Validity in research

Validity in scientific research is arguably one of the most important properties of measurement as every aspect of research design can impact the validity of the research. Cook and Campbell (1979) defined it as “the best available approximation to the truth or falsity of propositions” (p. 37).  The Standards for Educational and Psychological Testing (Standards), a joint product of the AERA, APA, and NCME standards describe it as “the degree to which evidence and theory support the interpretations of test scores for proposed uses of tests.” (p. 11). Let’s unpack this.

As discussed earlier, the research method include designing the research, making decisions about the way the data will be collected, and analyzing the data. This means that the researcher also needs to know the logic behind the selection of a particular method for their research. The logic justifies the choice of methods to make valid inferences.

In social science research, we generally deal with constructs. Constructs are abstract, unmeasured aspects of people, events, things, or mental states that can’t be directly observed or manipulated. For example, overcrowding, stress, love, intelligence, aggression, etc. are all abstract concepts. Theory, on the other hand, uses constructs. A theory is a formalized set of constructs that organize observations and inferences and can also predict and explain a phenomenon of interest. Theory, thus, links two or more constructs and specifies the suspected nature of the relationship between these constructs. However, the abstract nature of constructs makes it harder to observe directly.
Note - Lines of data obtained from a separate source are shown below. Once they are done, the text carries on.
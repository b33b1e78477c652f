//! Container I/O and validation
//!
//! This module opens the .docx zip container, validates that it actually is
//! a Word document, and exposes the raw parts the rest of the extractor
//! needs: the main document XML and the embedded media files.

use std::io::{Cursor, Read};
use zip::ZipArchive;

use crate::error::{Error, Result};

/// Validates that the bytes are a legitimate .docx container.
pub(crate) fn validate_docx_bytes(bytes: &[u8]) -> Result<()> {
    let mut archive = ZipArchive::new(Cursor::new(bytes))?;

    if archive.by_name("word/document.xml").is_err() {
        // Check if it might be an Excel file
        if archive.by_name("xl/workbook.xml").is_ok() {
            return Err(Error::MalformedDocument(
                "this appears to be an Excel file (.xlsx); only Word documents (.docx) \
                 are supported"
                    .to_string(),
            ));
        }

        return Err(Error::MalformedDocument(
            "missing word/document.xml; the file may be corrupted or is not a valid \
             Word document"
                .to_string(),
        ));
    }

    Ok(())
}

/// Read the main document part as a string.
///
/// Used for the raw-XML scan that recovers table cell grid spans, which the
/// typed document walk does not surface.
pub(crate) fn read_document_xml(bytes: &[u8]) -> Result<String> {
    let mut archive = ZipArchive::new(Cursor::new(bytes))?;
    let mut xml = String::new();
    let mut part = archive
        .by_name("word/document.xml")
        .map_err(|e| Error::MalformedDocument(e.to_string()))?;
    part.read_to_string(&mut xml)?;
    Ok(xml)
}

/// Enumerate embedded media parts (`word/media/*`) in name order.
///
/// Word numbers media files sequentially (image1.png, image2.jpeg, ...), so
/// name order matches the order pictures were added to the package.
pub(crate) fn list_media(bytes: &[u8]) -> Result<Vec<(String, Vec<u8>)>> {
    let mut archive = ZipArchive::new(Cursor::new(bytes))?;
    let mut media = Vec::new();

    for i in 0..archive.len() {
        let mut part = archive.by_index(i)?;
        let name = part.name().to_string();
        if !name.starts_with("word/media/") || name.ends_with('/') {
            continue;
        }
        let mut data = Vec::new();
        part.read_to_end(&mut data)?;
        media.push((name, data));
    }

    media.sort_by(|a, b| a.0.cmp(&b.0));
    Ok(media)
}
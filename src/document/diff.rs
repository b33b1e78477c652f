//! Structural comparison of element sequences
//!
//! Compares the original and refined element sequences position by
//! position and produces a change report: tallies, a human-readable
//! summary, and per-element change records for display layers.

use serde::{Deserialize, Serialize};

use super::models::{DocumentElement, ElementKind};

/// Report of what changed between an original and a refined sequence.
#[derive(Debug, Clone, Serialize, Deserialize)]
pub struct ChangeReport {
    pub text_changes: usize,
    pub table_changes: usize,
    pub total_elements: usize,
    pub changed_elements: usize,
    pub summary: String,
    /// Per-element detail for changed positions. Empty when the sequences
    /// differ in length, since no per-element comparison is performed then.
    pub changes: Vec<ElementChange>,
}

impl ChangeReport {
    pub fn is_unchanged(&self) -> bool {
        self.changed_elements == 0
    }
}

/// One changed element position.
#[derive(Debug, Clone, Serialize, Deserialize)]
pub struct ElementChange {
    pub index: usize,
    pub kind: ElementKind,
    pub original: String,
    pub refined: String,
    /// Short human note about the nature of the change.
    pub note: String,
}

/// Compare two element sequences.
///
/// Sequences of different lengths short-circuit: every position counts as
/// changed and no per-element comparison is attempted. Otherwise elements
/// are compared pairwise by position; text is compared with whitespace
/// collapsed, tables cell by cell (counted once per table however many
/// cells differ), and images are treated as structurally equal.
pub fn compare(original: &[DocumentElement], refined: &[DocumentElement]) -> ChangeReport {
    if original.len() != refined.len() {
        let total = original.len().max(refined.len());
        return ChangeReport {
            text_changes: 0,
            table_changes: 0,
            total_elements: total,
            changed_elements: total,
            summary: format!(
                "Document structure changed: element count went from {} to {}.",
                original.len(),
                refined.len()
            ),
            changes: Vec::new(),
        };
    }

    let mut text_changes = 0;
    let mut table_changes = 0;
    let mut changes = Vec::new();

    for (index, (before, after)) in original.iter().zip(refined).enumerate() {
        let changed = match (before, after) {
            (DocumentElement::Text { text: a }, DocumentElement::Text { text: b }) => {
                if normalize_whitespace(a) != normalize_whitespace(b) {
                    text_changes += 1;
                    true
                } else {
                    false
                }
            }
            (
                DocumentElement::Table {
                    columns: ca,
                    rows: ra,
                },
                DocumentElement::Table {
                    columns: cb,
                    rows: rb,
                },
            ) => {
                if table_differs(ca, ra, cb, rb) {
                    table_changes += 1;
                    true
                } else {
                    false
                }
            }
            (DocumentElement::Image { .. }, DocumentElement::Image { .. }) => false,
            // Differing kinds at the same position: changed, no deeper look.
            _ => true,
        };

        if changed {
            changes.push(ElementChange {
                index,
                kind: before.kind(),
                original: before.preview(),
                refined: after.preview(),
                note: change_note(before, after),
            });
        }
    }

    let changed_elements = changes.len();
    let text_element_count = original
        .iter()
        .filter(|e| matches!(e, DocumentElement::Text { .. }))
        .count();
    let percent = if text_element_count == 0 {
        0.0
    } else {
        text_changes as f64 / text_element_count as f64 * 100.0
    };

    ChangeReport {
        text_changes,
        table_changes,
        total_elements: original.len(),
        changed_elements,
        summary: format!(
            "Changed {changed_elements} of {} elements. Text changes: {text_changes} \
             ({percent:.1}%). Table changes: {table_changes}.",
            original.len()
        ),
        changes,
    }
}

fn table_differs(
    columns_a: &[String],
    rows_a: &[Vec<String>],
    columns_b: &[String],
    rows_b: &[Vec<String>],
) -> bool {
    if columns_a.len() != columns_b.len() || rows_a.len() != rows_b.len() {
        return true;
    }

    let cells_a = std::iter::once(columns_a).chain(rows_a.iter().map(Vec::as_slice));
    let cells_b = std::iter::once(columns_b).chain(rows_b.iter().map(Vec::as_slice));
    for (row_a, row_b) in cells_a.zip(cells_b) {
        for (cell_a, cell_b) in row_a.iter().zip(row_b) {
            if cell_a.trim() != cell_b.trim() {
                return true;
            }
        }
    }

    false
}

/// Collapse whitespace runs to single spaces and trim.
fn normalize_whitespace(text: &str) -> String {
    text.split_whitespace().collect::<Vec<_>>().join(" ")
}

fn change_note(before: &DocumentElement, after: &DocumentElement) -> String {
    match (before, after) {
        (DocumentElement::Text { text: a }, DocumentElement::Text { text: b }) => {
            if b.len() > a.len() {
                "expanded for clarity and detail".to_string()
            } else if b.len() < a.len() {
                "condensed for conciseness".to_string()
            } else {
                "refined wording".to_string()
            }
        }
        (DocumentElement::Table { .. }, DocumentElement::Table { .. }) => {
            "table content changed".to_string()
        }
        (a, b) if a.kind() != b.kind() => {
            format!("element kind changed from {} to {}", a.kind(), b.kind())
        }
        _ => "changed".to_string(),
    }
}

#[cfg(test)]
mod tests {
    use super::*;

    fn text(s: &str) -> DocumentElement {
        DocumentElement::Text {
            text: s.to_string(),
        }
    }

    fn table(columns: &[&str], rows: &[&[&str]]) -> DocumentElement {
        DocumentElement::Table {
            columns: columns.iter().map(|s| s.to_string()).collect(),
            rows: rows
                .iter()
                .map(|r| r.iter().map(|s| s.to_string()).collect())
                .collect(),
        }
    }

    #[test]
    fn test_identical_sequences_report_no_changes() {
        let elements = vec![text("a"), table(&["H"], &[&["1"]])];
        let report = compare(&elements, &elements);
        assert!(report.is_unchanged());
        assert_eq!(report.text_changes, 0);
        assert_eq!(report.table_changes, 0);
        assert_eq!(
            report.summary,
            "Changed 0 of 2 elements. Text changes: 0 (0.0%). Table changes: 0."
        );
    }

    #[test]
    fn test_length_mismatch_short_circuits() {
        let a = vec![text("one"), text("two")];
        let b = vec![text("one")];
        let report = compare(&a, &b);
        assert_eq!(report.changed_elements, 2);
        assert_eq!(report.total_elements, 2);
        assert!(report.summary.contains("element count went from 2 to 1"));
        assert!(report.changes.is_empty());
    }

    #[test]
    fn test_text_compared_with_collapsed_whitespace() {
        let a = vec![text("hello   world")];
        let b = vec![text(" hello world ")];
        assert!(compare(&a, &b).is_unchanged());

        let c = vec![text("hello there world")];
        let report = compare(&a, &c);
        assert_eq!(report.text_changes, 1);
        assert_eq!(report.changed_elements, 1);
    }

    #[test]
    fn test_table_counted_once_per_table() {
        let a = vec![table(&["H1", "H2"], &[&["a", "b"], &["c", "d"]])];
        let b = vec![table(&["H1", "H2"], &[&["x", "y"], &["z", "w"]])];
        let report = compare(&a, &b);
        assert_eq!(report.table_changes, 1);
        assert_eq!(report.changed_elements, 1);
    }

    #[test]
    fn test_table_dimension_mismatch_is_a_change() {
        let a = vec![table(&["H"], &[&["1"]])];
        let b = vec![table(&["H"], &[&["1"], &["2"]])];
        assert_eq!(compare(&a, &b).table_changes, 1);
    }

    #[test]
    fn test_kind_mismatch_is_a_change() {
        let a = vec![text("was text")];
        let b = vec![table(&["H"], &[])];
        let report = compare(&a, &b);
        assert_eq!(report.changed_elements, 1);
        assert_eq!(report.text_changes, 0);
        assert_eq!(report.table_changes, 0);
        assert!(report.changes[0].note.contains("kind changed"));
    }

    #[test]
    fn test_percent_formatting() {
        let a = vec![text("one"), text("two"), text("three")];
        let b = vec![text("ONE"), text("two"), text("three")];
        let report = compare(&a, &b);
        assert!(report.summary.contains("(33.3%)"), "{}", report.summary);
    }

    #[test]
    fn test_change_notes_follow_length() {
        let a = vec![text("short")];
        let b = vec![text("much longer than before")];
        assert_eq!(compare(&a, &b).changes[0].note, "expanded for clarity and detail");

        let report = compare(&b, &a);
        assert_eq!(report.changes[0].note, "condensed for conciseness");
    }
}
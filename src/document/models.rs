//! Core data structures for document representation
//!
//! This module defines the element model that every other stage works
//! against. A parsed document is an ordered sequence of elements; order is
//! significant and is preserved end-to-end through extraction,
//! transformation, and reassembly.

use serde::{Deserialize, Serialize};
use std::path::PathBuf;

/// One structural unit of a document.
///
/// The enum is deliberately closed: the extractor, codec, reassembler, and
/// differ all match on it exhaustively, so adding a new element kind forces
/// an update at each of those sites.
#[derive(Debug, Clone, PartialEq, Serialize, Deserialize)]
pub enum DocumentElement {
    /// A paragraph's content. May contain embedded paragraph breaks as
    /// blank-line (`\n\n`) separators.
    Text { text: String },
    /// A table as a rectangular grid of trimmed strings. Every row has
    /// exactly `columns.len()` cells; header names are non-empty and
    /// unique after disambiguation.
    Table {
        columns: Vec<String>,
        rows: Vec<Vec<String>>,
    },
    /// An embedded picture, referenced by the path it was extracted to,
    /// with the text of a following caption-styled paragraph if one exists.
    Image {
        image_path: PathBuf,
        caption: Option<String>,
    },
}

/// Discriminant for [`DocumentElement`], used by the differ and in reports.
#[derive(Debug, Clone, Copy, PartialEq, Eq, Serialize, Deserialize)]
pub enum ElementKind {
    Text,
    Table,
    Image,
}

impl std::fmt::Display for ElementKind {
    fn fmt(&self, f: &mut std::fmt::Formatter<'_>) -> std::fmt::Result {
        match self {
            ElementKind::Text => write!(f, "text"),
            ElementKind::Table => write!(f, "table"),
            ElementKind::Image => write!(f, "image"),
        }
    }
}

impl DocumentElement {
    pub fn kind(&self) -> ElementKind {
        match self {
            DocumentElement::Text { .. } => ElementKind::Text,
            DocumentElement::Table { .. } => ElementKind::Table,
            DocumentElement::Image { .. } => ElementKind::Image,
        }
    }

    /// Plain-text rendering used in change reports.
    pub fn preview(&self) -> String {
        match self {
            DocumentElement::Text { text } => text.clone(),
            DocumentElement::Table { columns, rows } => {
                format!("table {} rows x {} columns", rows.len(), columns.len())
            }
            DocumentElement::Image { image_path, .. } => {
                format!("image {}", image_path.display())
            }
        }
    }
}

#[cfg(test)]
mod tests {
    use super::*;

    #[test]
    fn test_element_kind() {
        let text = DocumentElement::Text {
            text: "hello".to_string(),
        };
        let table = DocumentElement::Table {
            columns: vec!["A".to_string()],
            rows: vec![],
        };
        assert_eq!(text.kind(), ElementKind::Text);
        assert_eq!(table.kind(), ElementKind::Table);
        assert_eq!(ElementKind::Table.to_string(), "table");
    }
}
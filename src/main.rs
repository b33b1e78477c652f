//! redraft CLI: refine a .docx document while preserving its structure.

use std::fs;
use std::path::PathBuf;

use anyhow::{Context, Result};
use clap::Parser;

use redraft::{
    CommandTransformer, IdentityTransformer, RefineOptions, RefineOutcome, RefinePipeline,
    TextTransformer,
};

#[derive(Parser)]
#[command(
    name = "redraft",
    about = "Refine a .docx document through a text-improvement stage while preserving tables and images",
    version
)]
struct Cli {
    /// Input .docx file
    input: PathBuf,

    /// Where to write the refined document
    #[arg(short, long, default_value = "refined.docx")]
    output: PathBuf,

    /// Write the change report as JSON to this path
    #[arg(long)]
    report: Option<PathBuf>,

    /// External command used as the text-improvement stage; the encoded
    /// document is piped to its stdin and the improved text read from its
    /// stdout. Defaults to a passthrough stage.
    #[arg(long, value_name = "CMD")]
    transform_cmd: Option<String>,

    /// Directory to extract embedded images into so they survive
    /// reassembly. Without it, images are dropped.
    #[arg(long, value_name = "DIR")]
    images_dir: Option<PathBuf>,

    /// Enable debug logging
    #[arg(short, long)]
    verbose: bool,
}

fn main() -> Result<()> {
    let cli = Cli::parse();

    let mut builder = env_logger::Builder::from_default_env();
    if cli.verbose {
        builder.filter_level(log::LevelFilter::Debug);
    }
    builder.init();

    let bytes = fs::read(&cli.input)
        .with_context(|| format!("failed to read {}", cli.input.display()))?;

    let options = RefineOptions {
        image_dir: cli.images_dir.clone(),
    };

    let outcome = match &cli.transform_cmd {
        Some(command_line) => {
            let transformer = CommandTransformer::from_command_line(command_line)
                .context("empty --transform-cmd")?;
            run(transformer, &bytes, &options)?
        }
        None => {
            log::debug!("no transform command given, using passthrough stage");
            run(IdentityTransformer, &bytes, &options)?
        }
    };

    fs::write(&cli.output, &outcome.document)
        .with_context(|| format!("failed to write {}", cli.output.display()))?;

    if let Some(report_path) = &cli.report {
        let json = serde_json::to_string_pretty(&outcome.report)?;
        fs::write(report_path, json)
            .with_context(|| format!("failed to write {}", report_path.display()))?;
    }

    println!("{}", outcome.report.summary);
    for change in &outcome.report.changes {
        println!("  [{}] {} ({})", change.index, change.kind, change.note);
    }
    println!("Wrote {}", cli.output.display());

    Ok(())
}

fn run<T: TextTransformer>(
    transformer: T,
    bytes: &[u8],
    options: &RefineOptions,
) -> Result<RefineOutcome> {
    let mut pipeline = RefinePipeline::new(transformer);
    Ok(pipeline.refine_bytes(bytes, options)?)
}
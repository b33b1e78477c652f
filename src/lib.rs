//! redraft: structure-preserving refinement pipeline for .docx files
//!
//! This library parses a Word document into a flat sequence of typed
//! elements (text, tables, images), routes only the textual content through
//! an external text-improvement stage, reassembles a structurally faithful
//! document, and reports what changed. Tables and images pass through the
//! text stage as placeholder tokens and are restored byte for byte no
//! matter what the stage returns.

pub mod document;
pub mod error;
pub mod pipeline;

// Re-export commonly used types
pub use document::{
    ChangeReport, DocumentElement, ElementChange, ElementKind, ExtractOptions, build_docx,
    clean_transformed_output, compare, decode, encode, extract_elements,
};
pub use error::{Error, Result};
pub use pipeline::{
    CommandTransformer, IdentityTransformer, RefineOptions, RefineOutcome, RefinePipeline,
    TextTransformer,
};
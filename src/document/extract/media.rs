//! Embedded image extraction
//!
//! Media parts are copied out of the container into a caller-provided
//! directory and paired with in-document drawings by encounter order. Image
//! handling is best-effort throughout: a missing directory or an
//! unwritable media file never fails the overall extraction.

use std::fs;
use std::path::{Path, PathBuf};

use crate::document::io::list_media;

/// Copy every `word/media/*` part into `dir`, returning the written paths
/// in media-name order. Parts that cannot be written are skipped with a
/// warning.
pub(crate) fn extract_media_files(bytes: &[u8], dir: &Path) -> Vec<PathBuf> {
    let media = match list_media(bytes) {
        Ok(media) => media,
        Err(e) => {
            log::warn!("failed to enumerate embedded media: {e}");
            return Vec::new();
        }
    };

    if !media.is_empty() {
        if let Err(e) = fs::create_dir_all(dir) {
            log::warn!("failed to create image directory {}: {e}", dir.display());
            return Vec::new();
        }
    }

    let mut paths = Vec::new();
    for (name, data) in media {
        let file_name = name.rsplit('/').next().unwrap_or(&name);
        let path = dir.join(file_name);
        match fs::write(&path, &data) {
            Ok(()) => paths.push(path),
            Err(e) => log::warn!("failed to write media file {}: {e}", path.display()),
        }
    }

    paths
}

/// True if the paragraph contains at least one drawing (embedded picture).
pub(crate) fn paragraph_has_drawing(para: &docx_rs::Paragraph) -> bool {
    for child in &para.children {
        if let docx_rs::ParagraphChild::Run(run) = child {
            for run_child in &run.children {
                if matches!(run_child, docx_rs::RunChild::Drawing(_)) {
                    return true;
                }
            }
        }
    }
    false
}

/// True if the paragraph carries the Caption style.
pub(crate) fn is_caption_paragraph(para: &docx_rs::Paragraph) -> bool {
    para.property
        .style
        .as_ref()
        .is_some_and(|style| style.val == "Caption")
}
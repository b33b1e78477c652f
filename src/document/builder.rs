//! Document reassembly
//!
//! Writes an element sequence back into a fresh .docx with fixed one-inch
//! margins. Horizontal runs of identical non-empty cell text are merged
//! back into spanned cells, inverting the extractor's span expansion. Any
//! single element that fails to render is replaced with a placeholder
//! paragraph; assembly itself never fails over one bad element.

use std::io::Cursor;

use once_cell::sync::Lazy;
use regex::Regex;

use crate::error::{Error, Result};

use super::cleanup::strip_emphasis;
use super::models::DocumentElement;

/// Page margins in twips (1 inch each side).
const MARGIN_TWIPS: i32 = 1440;
/// Usable page width in twips for an 8.5 inch page with 1 inch margins.
const CONTENT_WIDTH_TWIPS: usize = 9360;
/// Images are written at a fixed 6 inch display width.
const IMAGE_WIDTH_EMU: u32 = 6 * 914_400;

/// Numeric disambiguation suffix appended to duplicate headers during
/// extraction (`Name_1`, `Name_2`, ...). Stripped when writing headers out.
static HEADER_SUFFIX_RE: Lazy<Regex> = Lazy::new(|| Regex::new(r"_\d+$").unwrap());

/// Assemble an element sequence into .docx bytes.
///
/// Always produces a document: elements that cannot be rendered degrade to
/// placeholder paragraphs with a logged warning. Only packaging the final
/// container can fail.
pub fn build_docx(elements: &[DocumentElement]) -> Result<Vec<u8>> {
    let mut docx = docx_rs::Docx::new().page_margin(
        docx_rs::PageMargin::new()
            .top(MARGIN_TWIPS)
            .bottom(MARGIN_TWIPS)
            .left(MARGIN_TWIPS)
            .right(MARGIN_TWIPS),
    );

    for (index, element) in elements.iter().enumerate() {
        match element {
            DocumentElement::Text { text } => {
                for segment in text.split("\n\n") {
                    let segment = segment.trim();
                    if !segment.is_empty() {
                        docx = docx.add_paragraph(plain_paragraph(segment));
                    }
                }
            }
            DocumentElement::Table { columns, rows } => {
                docx = docx.add_table(build_table(columns, rows));
            }
            DocumentElement::Image {
                image_path,
                caption,
            } => match build_image_paragraph(image_path) {
                Ok(paragraph) => {
                    docx = docx.add_paragraph(paragraph);
                    if let Some(caption) = caption {
                        docx = docx.add_paragraph(plain_paragraph(caption).style("Caption"));
                    }
                }
                Err(e) => {
                    log::warn!("element {index}: could not render image: {e}");
                    docx = docx.add_paragraph(plain_paragraph(&format!(
                        "[Image unavailable: {}]",
                        image_path.display()
                    )));
                }
            },
        }
    }

    let mut cursor = Cursor::new(Vec::new());
    docx.build()
        .pack(&mut cursor)
        .map_err(|e| Error::DocumentWrite(e.to_string()))?;
    Ok(cursor.into_inner())
}

fn plain_paragraph(text: &str) -> docx_rs::Paragraph {
    docx_rs::Paragraph::new().add_run(docx_rs::Run::new().add_text(text))
}

fn build_table(columns: &[String], rows: &[Vec<String>]) -> docx_rs::Table {
    let column_count = columns.len().max(1);
    let column_width = CONTENT_WIDTH_TWIPS / column_count;

    let mut table_rows = Vec::with_capacity(rows.len() + 1);

    // Header row: disambiguation suffixes removed, bold runs.
    let header_cells: Vec<String> = columns
        .iter()
        .map(|name| strip_emphasis(&HEADER_SUFFIX_RE.replace(name, "")))
        .collect();
    table_rows.push(build_row(&header_cells, column_width, true));

    for row in rows {
        let cells: Vec<String> = row.iter().map(|cell| strip_emphasis(cell)).collect();
        table_rows.push(build_row(&cells, column_width, false));
    }

    docx_rs::Table::new(table_rows).set_grid(vec![column_width; column_count])
}

/// Build one physical row, merging horizontal runs of identical non-empty
/// cell text into a single spanned cell.
fn build_row(cells: &[String], column_width: usize, bold: bool) -> docx_rs::TableRow {
    let mut table_cells = Vec::new();
    let mut i = 0;

    while i < cells.len() {
        let text = &cells[i];
        let mut span = 1;
        while !text.is_empty() && i + span < cells.len() && cells[i + span] == *text {
            span += 1;
        }

        let run = if bold {
            docx_rs::Run::new().add_text(text.as_str()).bold()
        } else {
            docx_rs::Run::new().add_text(text.as_str())
        };
        let mut cell = docx_rs::TableCell::new()
            .add_paragraph(docx_rs::Paragraph::new().add_run(run))
            .width(column_width * span, docx_rs::WidthType::Dxa);
        if span > 1 {
            cell = cell.grid_span(span);
        }
        table_cells.push(cell);
        i += span;
    }

    docx_rs::TableRow::new(table_cells)
}

/// Build a paragraph holding the image at a fixed 6 inch width, height
/// scaled to keep the intrinsic aspect ratio.
fn build_image_paragraph(path: &std::path::Path) -> std::io::Result<docx_rs::Paragraph> {
    let bytes = std::fs::read(path)?;

    let height = match image::image_dimensions(path) {
        Ok((w, h)) if w > 0 => {
            (IMAGE_WIDTH_EMU as u64 * h as u64 / w as u64) as u32
        }
        _ => IMAGE_WIDTH_EMU,
    };

    let pic = docx_rs::Pic::new(&bytes).size(IMAGE_WIDTH_EMU, height);
    Ok(docx_rs::Paragraph::new().add_run(docx_rs::Run::new().add_image(pic)))
}

#[cfg(test)]
mod tests {
    use super::*;

    #[test]
    fn test_header_suffix_stripping() {
        assert_eq!(HEADER_SUFFIX_RE.replace("Name_1", ""), "Name");
        assert_eq!(HEADER_SUFFIX_RE.replace("Name", ""), "Name");
        assert_eq!(HEADER_SUFFIX_RE.replace("Q_2_3", ""), "Q_2");
    }

    #[test]
    fn test_build_always_produces_bytes() {
        let elements = vec![
            DocumentElement::Text {
                text: "One.\n\nTwo.".to_string(),
            },
            DocumentElement::Image {
                image_path: "/nonexistent/missing.png".into(),
                caption: None,
            },
        ];
        // The missing image degrades to a placeholder instead of failing.
        let bytes = build_docx(&elements).unwrap();
        assert!(!bytes.is_empty());
    }
}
Thus, it needs to be converted into an operational construct through the process of operationalization.

The way we represent and measure an abstract construct for a given research study is called operationalization.

Here is an example of how the construct of depression is measured or operationalized by the CDC. Operational constructs are the test specifications scales or instruments and other elements of assessment that theoretically represent and empirically measure these theoretical constructs. An instrument or scale is a tool for measuring, observing, or documenting data.

Validity, then, refers to this crucial relationship between the theoretical construct and the operational construct, defined as the extent or degree to which the operational construct measures what it is supposed to measure. Put simply, it is the question that we have to ask ourselves, “Are we measuring what we think we are measuring?” This is crucial to the relevance of any inferences we can make. Thus, validity is a theoretical and empirical concept. We need theoretical evidence to show we are measuring the right construct and empirical evidence to show we have measured the right construct which can then enable us to draw correct inferences.

In a nutshell, measurement validity is asking, “Are we measuring what we think we are measuring?”

This means that establishing the validity argument should integrate various threads of evidence that support the operationalization of theoretical constructs and interpretations of such constructs for the study purpose. Combining evidence to establish validity means that it can be viewed along a continuum from weak to strong.

There are three major ways to provide evidence for validity, namely, content, criterion, and construct validity. These are also referred to as measurement validity. That is, how well a measure reflects what it is supposed to measure. For example, depression is a complex construct measured through nine related concepts: sadness (dysphoria), loss of interest (anhedonia), appetite, sleep, thinking/concentration, guilt (worthlessness), tiredness (fatigue), movement (agitation), and suicidal ideation. It is assumed that each related concept measures a part of the total construct of depression.

Content validity

Content validity mainly refers to the extent to which the items or questions on the instrument are fairly representative of the construct it wants to measure. That is, you might assess the validity of the instrument by examining its content. For example, a final exam in a sociology class should indicate how much knowledge everyone has gained. But it is impossible to cover every detail of the course. However, we do expect the questions on the exam to be fairly representative of the whole course. We can judge the content validity of the exam by checking how representative the questions are of the course material.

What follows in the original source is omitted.